I'm sick of following my dreams. I'm just going to ask them where
I'm sick of following my dreams. I'm just going to ask them where they're goin', and hook up with them later.
“I’m sick of following my dreams. I’m just going to ask them where they’re goin’, and hook up with them later.” — thus spoke Mitch Hedberg, the comedian-philosopher whose wit shimmered like lightning through the fog of modern absurdity. On the surface, his words make us laugh — a jest about laziness, perhaps, or a mockery of the endless self-help mantras that fill our age. Yet beneath the humor, there lies something deeper — a truth veiled in irony. For even in jest, the soul of wisdom often speaks, and Hedberg’s line reveals a profound reflection on the weariness of pursuit, the nature of desire, and the eternal tension between dreaming and living.

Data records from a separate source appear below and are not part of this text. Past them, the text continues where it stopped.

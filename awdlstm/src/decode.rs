//! Step-wise decoding with a recurrent unit.
//!
//! The decode driver runs a recurrent unit one time step at a time. In
//! every step, the input tokens are embedded, the unit is applied, and
//! its output is projected to vocabulary logits. A [`DecodeStrategy`]
//! determines which tokens are used as the next inputs and when a
//! sequence is finished.

use tch::{Device, Kind, TchError, Tensor};

use crate::error::{EncoderError, ShapeError};
use crate::module::{FallibleModule, RecurrentModule};

/// Selection of the inputs of each decoding step.
#[derive(Clone, Debug, PartialEq)]
pub enum DecodeStrategy<'a> {
    /// Use the ground truth token of every step.
    ///
    /// A sequence is finished after consuming its length in tokens.
    TeacherForced,

    /// Use the previous prediction in place of the ground truth with
    /// the given probability.
    ///
    /// The choice is made per sequence and step. The first step always
    /// uses the ground truth. Sequences finish as in teacher forcing.
    ScheduledSample { sampling_probability: f64 },

    /// Use the previous prediction as the next input.
    ///
    /// The first step uses the seed tokens, one per sequence. A
    /// sequence is finished when it has predicted the end token. At
    /// most `max_steps` steps are taken.
    GreedyAutoregressive {
        seed_tokens: &'a [i64],
        end_token: i64,
        max_steps: i64,
    },
}

/// Ground truth sequences.
#[derive(Debug)]
pub struct GroundTruth<'a> {
    /// Token identifiers, `[time, batch_size]`.
    pub token_ids: &'a Tensor,

    /// Sequence lengths, `[batch_size]`.
    pub lengths: &'a Tensor,
}

/// Output of the decode driver.
#[derive(Debug)]
pub struct DecodeOutput<S> {
    /// Logits, `[steps, batch_size, vocab_size]` when time-major,
    /// otherwise `[batch_size, steps, vocab_size]`.
    pub logits: Tensor,

    /// The best-scoring token of each step.
    pub sample_ids: Tensor,

    /// The tokens that were used as input in each step.
    pub input_ids: Tensor,

    /// State of the recurrent unit after the last step.
    pub final_state: S,

    /// The number of steps that each sequence took before it was
    /// finished, `[batch_size]`.
    pub final_sequence_lengths: Tensor,
}

/// Per-step outputs.
struct StepRecords {
    logits: Vec<Tensor>,
    sample_ids: Vec<Tensor>,
    input_ids: Vec<Tensor>,
    swap_memory: bool,
}

impl StepRecords {
    fn new(swap_memory: bool) -> Self {
        StepRecords {
            logits: Vec::new(),
            sample_ids: Vec::new(),
            input_ids: Vec::new(),
            swap_memory,
        }
    }

    fn push(&mut self, logits: &Tensor, sample_ids: &Tensor, input_ids: &Tensor) {
        let swap_memory = self.swap_memory;
        let store = |tensor: &Tensor| {
            if swap_memory {
                tensor.to_device(Device::Cpu)
            } else {
                tensor.shallow_clone()
            }
        };

        self.logits.push(store(logits));
        self.sample_ids.push(store(sample_ids));
        self.input_ids.push(store(input_ids));
    }

    /// Stack the records along the time axis.
    fn assemble(
        &self,
        device: Device,
        time_major: bool,
    ) -> Result<(Tensor, Tensor, Tensor), TchError> {
        let stack = |records: &[Tensor]| -> Result<Tensor, TchError> {
            let stacked = Tensor::f_stack(records, 0)?.to_device(device);
            if time_major {
                Ok(stacked)
            } else {
                stacked.f_transpose(0, 1)
            }
        };

        Ok((
            stack(&self.logits)?,
            stack(&self.sample_ids)?,
            stack(&self.input_ids)?,
        ))
    }
}

/// Driver of the decoding loop.
#[derive(Debug)]
pub struct DecodeDriver<'a, U> {
    unit: &'a U,
    projection: &'a dyn FallibleModule<Error = TchError>,
    embeddings: &'a Tensor,
    output_time_major: bool,
    swap_memory: bool,
}

impl<'a, U> DecodeDriver<'a, U>
where
    U: RecurrentModule,
    EncoderError: From<U::Error>,
{
    /// Construct a decode driver.
    ///
    /// `embeddings` is the embedding matrix of shape
    /// `[vocab_size, input_size]`; its kind is the kind of the
    /// computations. `projection` maps the unit outputs to logits.
    pub fn new(
        unit: &'a U,
        projection: &'a dyn FallibleModule<Error = TchError>,
        embeddings: &'a Tensor,
    ) -> Self {
        DecodeDriver {
            unit,
            projection,
            embeddings,
            output_time_major: false,
            swap_memory: false,
        }
    }

    /// Return outputs with the time axis first.
    pub fn output_time_major(mut self, output_time_major: bool) -> Self {
        self.output_time_major = output_time_major;
        self
    }

    /// Keep the per-step outputs in host memory until the end of
    /// decoding.
    pub fn swap_memory(mut self, swap_memory: bool) -> Self {
        self.swap_memory = swap_memory;
        self
    }

    /// Decode with the given strategy.
    ///
    /// The teacher-forced strategies require ground truth. Decoding
    /// stops when all sequences are finished. Finished sequences are
    /// still stepped while other sequences are unfinished; their
    /// outputs and state are not masked.
    pub fn decode(
        &self,
        strategy: &DecodeStrategy,
        ground_truth: Option<&GroundTruth>,
        train: bool,
    ) -> Result<DecodeOutput<U::State>, EncoderError> {
        let device = self.embeddings.device();

        let (batch_size, max_iterations, lengths) = match strategy {
            DecodeStrategy::TeacherForced | DecodeStrategy::ScheduledSample { .. } => {
                let ground_truth = ground_truth.ok_or_else(|| {
                    ShapeError::MalformedSource(
                        "teacher-forced decoding requires ground truth".to_string(),
                    )
                })?;
                let lengths = ground_truth.lengths.f_to_kind(Kind::Int64)?;
                let max_length = lengths.f_max()?.f_int64_value(&[])?;
                if max_length <= 0 {
                    return Err(ShapeError::MalformedSource(
                        "all sequences are empty".to_string(),
                    )
                    .into());
                }
                (lengths.size()[0], max_length, Some(lengths))
            }
            DecodeStrategy::GreedyAutoregressive {
                seed_tokens,
                max_steps,
                ..
            } => (seed_tokens.len() as i64, *max_steps, None),
        };

        let mut finished = match lengths {
            Some(ref lengths) => lengths.f_le(0)?,
            None => Tensor::f_zeros(&[batch_size], (Kind::Bool, device))?,
        };
        let mut sequence_lengths = Tensor::f_zeros(&[batch_size], (Kind::Int64, device))?;
        let mut state = self
            .unit
            .zero_state(batch_size, self.embeddings.kind(), train)?;
        let mut records = StepRecords::new(self.swap_memory);
        let mut prev_sample_ids: Option<Tensor> = None;

        let mut time = 0;
        while !all(&finished)? {
            let input_ids =
                self.next_inputs(strategy, ground_truth, time, prev_sample_ids.as_ref())?;

            let inputs = Tensor::f_embedding(self.embeddings, &input_ids, -1, false, false)?;
            let (outputs, next_state) = self.unit.step(&inputs, &state, train)?;
            let logits = self.projection.forward(&outputs)?;
            let sample_ids = logits.f_argmax(-1, false)?;

            let step_finished = match (strategy, &lengths) {
                (DecodeStrategy::GreedyAutoregressive { end_token, .. }, _) => {
                    sample_ids.f_eq(*end_token)?
                }
                (_, Some(lengths)) => lengths.f_le(time + 1)?,
                (_, None) => {
                    return Err(ShapeError::MalformedSource(
                        "teacher-forced decoding requires sequence lengths".to_string(),
                    )
                    .into())
                }
            };

            let mut next_finished = step_finished.f_logical_or(&finished)?;
            if time + 1 >= max_iterations {
                next_finished = next_finished.f_logical_or(&Tensor::f_ones(
                    &[batch_size],
                    (Kind::Bool, device),
                )?)?;
            }

            sequence_lengths = Tensor::f_full(&[batch_size], time + 1, (Kind::Int64, device))?
                .f_where_self(&finished.f_logical_not()?, &sequence_lengths)?;

            records.push(&logits, &sample_ids, &input_ids);

            state = next_state;
            finished = next_finished;
            prev_sample_ids = Some(sample_ids);
            time += 1;
        }

        let (logits, sample_ids, input_ids) = records.assemble(device, self.output_time_major)?;

        Ok(DecodeOutput {
            logits,
            sample_ids,
            input_ids,
            final_state: state,
            final_sequence_lengths: sequence_lengths,
        })
    }

    /// Get the input tokens of a time step.
    fn next_inputs(
        &self,
        strategy: &DecodeStrategy,
        ground_truth: Option<&GroundTruth>,
        time: i64,
        prev_sample_ids: Option<&Tensor>,
    ) -> Result<Tensor, EncoderError> {
        let device = self.embeddings.device();

        let ground_truth_ids = || -> Result<Tensor, EncoderError> {
            let ground_truth = ground_truth.ok_or_else(|| {
                ShapeError::MalformedSource(
                    "teacher-forced decoding requires ground truth".to_string(),
                )
            })?;
            Ok(ground_truth
                .token_ids
                .f_select(0, time)?
                .f_to_kind(Kind::Int64)?)
        };

        let input_ids = match (strategy, prev_sample_ids) {
            (DecodeStrategy::TeacherForced, _) | (DecodeStrategy::ScheduledSample { .. }, None) => {
                ground_truth_ids()?
            }
            (
                DecodeStrategy::ScheduledSample {
                    sampling_probability,
                },
                Some(prev_sample_ids),
            ) => {
                let ground_truth_ids = ground_truth_ids()?;
                let use_sample = Tensor::f_rand(&ground_truth_ids.size(), (Kind::Float, device))?
                    .f_lt(*sampling_probability)?;
                prev_sample_ids.f_where_self(&use_sample, &ground_truth_ids)?
            }
            (DecodeStrategy::GreedyAutoregressive { seed_tokens, .. }, None) => {
                Tensor::from_slice(seed_tokens).to_device(device)
            }
            (DecodeStrategy::GreedyAutoregressive { .. }, Some(prev_sample_ids)) => {
                prev_sample_ids.shallow_clone()
            }
        };

        Ok(input_ids)
    }
}

fn all(mask: &Tensor) -> Result<bool, TchError> {
    Ok(mask.f_all()?.f_int64_value(&[])? != 0)
}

The origin of this quote lies in Hedberg’s unique art — the art of seeing the world askew. He was a master of understatement, transforming the mundane into the mythical through humor that felt effortless yet profound. To say he was “sick of following his dreams” was not only a joke, but a confession. Like many artists, he had chased his ambitions through hardship, rejection, and fatigue. And in that exhaustion, he found humor — the kind of humor that only truth can bear. His words echo the frustration of every soul who has sought greatness and found that the path is long, the dream elusive, and the burden of pursuit heavier than the glory it promises.
To follow your dreams — this is the commandment of our age, shouted from every stage and sermon. Yet Hedberg, with his quiet defiance, turns it on its head. He asks: Must one always chase? Can one not, at times, pause, laugh, and trust that life itself may carry the dream where it must go? In his jest, there is rebellion against the tyranny of constant striving — the endless motion that leaves the soul weary and hollow. He reminds us, in his subtle way, that dreams are not always ahead of us; sometimes they walk beside us, unseen, waiting for us to notice that we are already living what we once desired.

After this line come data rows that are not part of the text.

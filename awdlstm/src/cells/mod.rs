//! Recurrent cells and their regularization wrapper.

use awdlstm_tch_ext::PathExt;
use tch::nn::Init;
use tch::{Kind, TchError, Tensor};

use crate::config::{CellParams, CellType};
use crate::error::{EncoderError, ShapeError};
use crate::layers::{apply_mask, Dropout};
use crate::module::{FallibleModuleT, RecurrentModule};

mod gru;
pub use gru::GruCell;

mod lstm;
pub use lstm::LstmCell;

/// State of a single recurrent cell.
#[derive(Debug)]
pub struct CellState {
    /// Hidden state, `[batch_size, num_units]`.
    pub hidden: Tensor,

    /// Memory of LSTM cells, `[batch_size, num_units]`.
    pub memory: Option<Tensor>,

    /// DropConnect mask of the recurrent kernel.
    pub recurrent_mask: Option<Tensor>,
}

/// Recurrent cell with known input and output sizes.
pub trait RecurrentCell: RecurrentModule<State = CellState, Error = TchError> {
    fn input_size(&self) -> i64;

    fn output_size(&self) -> i64;
}

/// Initializer of the cell kernels.
///
/// Uniform in *±1/sqrt(num_units)*.
pub(crate) fn awd_init(num_units: i64) -> Init {
    let limit = 1. / (num_units as f64).sqrt();
    Init::Uniform {
        lo: -limit,
        up: limit,
    }
}

/// Construction parameters of a regularized cell.
#[derive(Clone, Debug)]
pub struct CellSpec<'a> {
    pub cell_type: CellType,
    pub params: &'a CellParams,
    pub input_keep_prob: f64,
    pub output_keep_prob: f64,
    pub residual: bool,
    pub variational: bool,
}

/// Construct a cell wrapped with dropout and an optional residual
/// connection.
///
/// The cell input and output sizes must be equal when a residual
/// connection is used. This is checked before any variable is created.
/// `layer` is the index of the cell in its stack.
pub fn single_cell(
    vs: &PathExt,
    layer: usize,
    spec: &CellSpec,
    input_size: i64,
) -> Result<RegularizedCell, EncoderError> {
    if spec.residual && input_size != spec.params.num_units {
        return Err(ShapeError::SkipConnection {
            layer,
            input_size,
            output_size: spec.params.num_units,
        }
        .into());
    }

    let cell: Box<dyn RecurrentCell> = match spec.cell_type {
        CellType::Gru => Box::new(GruCell::new(vs, input_size, spec.params)?),
        CellType::Lstm => Box::new(LstmCell::new(vs, input_size, spec.params)?),
    };

    Ok(RegularizedCell {
        cell,
        input_dropout: Dropout::from_keep_prob(spec.input_keep_prob),
        output_dropout: Dropout::from_keep_prob(spec.output_keep_prob),
        residual: spec.residual,
        variational: spec.variational,
    })
}

/// State of a regularized cell.
#[derive(Debug)]
pub struct LayerState {
    pub cell: CellState,

    input_mask: Option<Tensor>,
    output_mask: Option<Tensor>,
}

/// Recurrent cell with dropout on its input and output.
///
/// The output is *dropout(cell(dropout(x)))*, plus *x* when the cell
/// has a residual connection. With variational dropout, the masks are
/// sampled once per sequence in `zero_state`. Otherwise new masks are
/// sampled in every step.
#[derive(Debug)]
pub struct RegularizedCell {
    cell: Box<dyn RecurrentCell>,
    input_dropout: Dropout,
    output_dropout: Dropout,
    residual: bool,
    variational: bool,
}

impl RegularizedCell {
    pub fn input_size(&self) -> i64 {
        self.cell.input_size()
    }

    pub fn output_size(&self) -> i64 {
        self.cell.output_size()
    }

    fn dropout(
        &self,
        dropout: &Dropout,
        mask: Option<&Tensor>,
        input: &Tensor,
        train: bool,
    ) -> Result<Tensor, TchError> {
        if self.variational {
            apply_mask(input, mask)
        } else {
            dropout.forward_t(input, train)
        }
    }
}

impl RecurrentModule for RegularizedCell {
    type State = LayerState;

    type Error = TchError;

    fn zero_state(
        &self,
        batch_size: i64,
        kind: Kind,
        train: bool,
    ) -> Result<Self::State, Self::Error> {
        let cell = self.cell.zero_state(batch_size, kind, train)?;
        let device = cell.hidden.device();

        let (input_mask, output_mask) = if self.variational {
            (
                self.input_dropout.sample_mask(
                    &[batch_size, self.input_size()],
                    kind,
                    device,
                    train,
                )?,
                self.output_dropout.sample_mask(
                    &[batch_size, self.output_size()],
                    kind,
                    device,
                    train,
                )?,
            )
        } else {
            (None, None)
        };

        Ok(LayerState {
            cell,
            input_mask,
            output_mask,
        })
    }

    fn step(
        &self,
        input: &Tensor,
        state: &Self::State,
        train: bool,
    ) -> Result<(Tensor, Self::State), Self::Error> {
        let cell_input = self.dropout(
            &self.input_dropout,
            state.input_mask.as_ref(),
            input,
            train,
        )?;

        let (output, cell_state) = self.cell.step(&cell_input, &state.cell, train)?;

        let mut output = self.dropout(
            &self.output_dropout,
            state.output_mask.as_ref(),
            &output,
            train,
        )?;

        if self.residual {
            output = output.f_add(input)?;
        }

        Ok((
            output,
            LayerState {
                cell: cell_state,
                input_mask: state.input_mask.as_ref().map(Tensor::shallow_clone),
                output_mask: state.output_mask.as_ref().map(Tensor::shallow_clone),
            },
        ))
    }
}

#[cfg(test)]
mod tests {
    use std::convert::TryInto;

    use approx::assert_abs_diff_eq;
    use awdlstm_tch_ext::RootExt;
    use ndarray::ArrayD;
    use tch::nn::VarStore;
    use tch::{Device, Kind, Tensor};

    use crate::cells::{single_cell, CellSpec};
    use crate::config::{CellParams, CellType};
    use crate::error::{EncoderError, ShapeError};
    use crate::module::RecurrentModule;

    fn spec(params: &CellParams, residual: bool) -> CellSpec {
        CellSpec {
            cell_type: CellType::Lstm,
            params,
            input_keep_prob: 0.5,
            output_keep_prob: 0.5,
            residual,
            variational: true,
        }
    }

    #[test]
    fn skip_connection_requires_equal_sizes() {
        let vs = VarStore::new(Device::Cpu);
        let params = CellParams::with_num_units(4);
        assert!(matches!(
            single_cell(&vs.root_ext(|_| 0), 0, &spec(&params, true), 3),
            Err(EncoderError::Shape(ShapeError::SkipConnection {
                input_size: 3,
                output_size: 4,
                ..
            }))
        ));
        assert!(vs.variables().is_empty());
    }

    #[test]
    fn residual_adds_input() {
        let vs = VarStore::new(Device::Cpu);
        let params = CellParams::with_num_units(3);
        let cell = single_cell(&vs.root_ext(|_| 0), 0, &spec(&params, true), 3).unwrap();
        tch::no_grad(|| {
            for (_, mut var) in vs.variables() {
                let _ = var.f_zero_().unwrap();
            }
        });

        // Zero kernels: c' = 0, so the cell output is zero.
        let input = Tensor::from_slice(&[1f32, 2., 3.]).view([1, 3]);
        let state = cell.zero_state(1, Kind::Float, false).unwrap();
        let (output, _) = cell.step(&input, &state, false).unwrap();

        let output: ArrayD<f32> = (&output).try_into().unwrap();
        let input: ArrayD<f32> = (&input).try_into().unwrap();
        assert_abs_diff_eq!(output, input, epsilon = 1e-6);
    }

    #[test]
    fn variational_masks_are_reused() {
        let vs = VarStore::new(Device::Cpu);
        let params = CellParams::with_num_units(3);
        let cell = single_cell(&vs.root_ext(|_| 0), 0, &spec(&params, false), 5).unwrap();

        let state = cell.zero_state(2, Kind::Float, true).unwrap();
        let input_mask = state.input_mask.as_ref().unwrap().shallow_clone();
        assert_eq!(input_mask.size(), &[2, 5]);
        assert_eq!(state.output_mask.as_ref().unwrap().size(), &[2, 3]);

        let input = Tensor::ones(&[2, 5], (Kind::Float, Device::Cpu));
        let (_, state) = cell.step(&input, &state, true).unwrap();
        let (_, state) = cell.step(&input, &state, true).unwrap();
        assert_eq!(state.input_mask.as_ref().unwrap(), &input_mask);

        let eval_state = cell.zero_state(2, Kind::Float, false).unwrap();
        assert!(eval_state.input_mask.is_none());
        assert!(eval_state.output_mask.is_none());
    }

    #[test]
    fn non_variational_masks_are_resampled() {
        let vs = VarStore::new(Device::Cpu);
        let params = CellParams::with_num_units(100);
        let spec = CellSpec {
            input_keep_prob: 1.0,
            output_keep_prob: 0.5,
            variational: false,
            ..spec(&params, false)
        };
        let cell = single_cell(&vs.root_ext(|_| 0), 0, &spec, 5).unwrap();
        tch::no_grad(|| {
            for (_, mut var) in vs.variables() {
                let _ = var.f_fill_(0.1).unwrap();
            }
        });

        let state = cell.zero_state(2, Kind::Float, true).unwrap();
        assert!(state.input_mask.is_none());
        assert!(state.output_mask.is_none());

        // Positive weights and inputs: every undropped output is positive.
        let input = Tensor::ones(&[2, 5], (Kind::Float, Device::Cpu));
        let (first, state) = cell.step(&input, &state, true).unwrap();
        let (second, state) = cell.step(&input, &state, true).unwrap();
        assert!(state.input_mask.is_none());
        assert!(state.output_mask.is_none());

        let first_dropped = first.f_eq(0.).unwrap();
        let second_dropped = second.f_eq(0.).unwrap();
        assert!(first_dropped.any().int64_value(&[]) != 0);
        assert!(first_dropped.logical_not().any().int64_value(&[]) != 0);
        assert_ne!(first_dropped, second_dropped);
    }
}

There is a story from ancient Greece of a philosopher named Diogenes, who lived simply in a barrel and scorned the ambitions of men. When Alexander the Great, the conqueror of the world, came to him and asked, “Is there anything I can do for you?” Diogenes replied, “Yes. Step aside. You’re blocking my sunlight.” Like Hedberg, Diogenes mocked the feverish pursuit of success and power, finding joy instead in simplicity and presence. Both men, across centuries, teach the same paradox: that to chase endlessly is often to lose oneself, and that sometimes, wisdom lies not in striving, but in seeing — in realizing that the dream is not always a destination, but a state of being.
To say “I’ll hook up with my dreams later” is to reclaim one’s peace from the madness of ambition. It is the voice of the weary spirit saying: I will rest now. I will laugh. I will live. It is not the surrender of a coward, but the patience of the wise. For even dreams need time to grow, to ripen in silence before they are fulfilled. The farmer does not dig up the seed each day to check its progress; he trusts that it will bloom when the season is right. So too must we learn to trust our journey — to allow life its rhythm, to let dreams unfold in their own mysterious time.
And yet, Hedberg’s humor also holds a mirror to our folly. Too often we mistake talk for action, fantasy for fulfillment. We “follow our dreams” by dreaming alone, by imagining greatness without lifting a hand to create it. In jesting about waiting for his dreams to arrive, Hedberg teases the very human tendency to procrastinate — to delay the hard work of living with the illusion of future achievement. Thus, his joke cuts both ways: it mocks both the blind pursuit of ambition and the lazy escape from effort. Through laughter, he invites us to walk the middle path — to strive, but not be consumed; to dream, but not be deluded.
So, my listener, take from Hedberg’s laughter the wisdom it hides. Dream, yes — but do not let the chase steal your joy. Work for your vision, but also live within the beauty of the present. Let humor heal the wounds of ambition; let patience temper the fire of desire. Ask your dreams where they are going — not to abandon them, but to walk with them in trust, knowing they will meet you when the time is right.
For in the end, Mitch Hedberg reminds us that life itself is the dream — wild, strange, and fleeting. To laugh at its struggles is not to give up, but to rise above. So laugh, and keep your heart light, for wisdom often wears the mask of comedy. And remember this: the dreamer who can smile at his own journey has already found what he was chasing all along.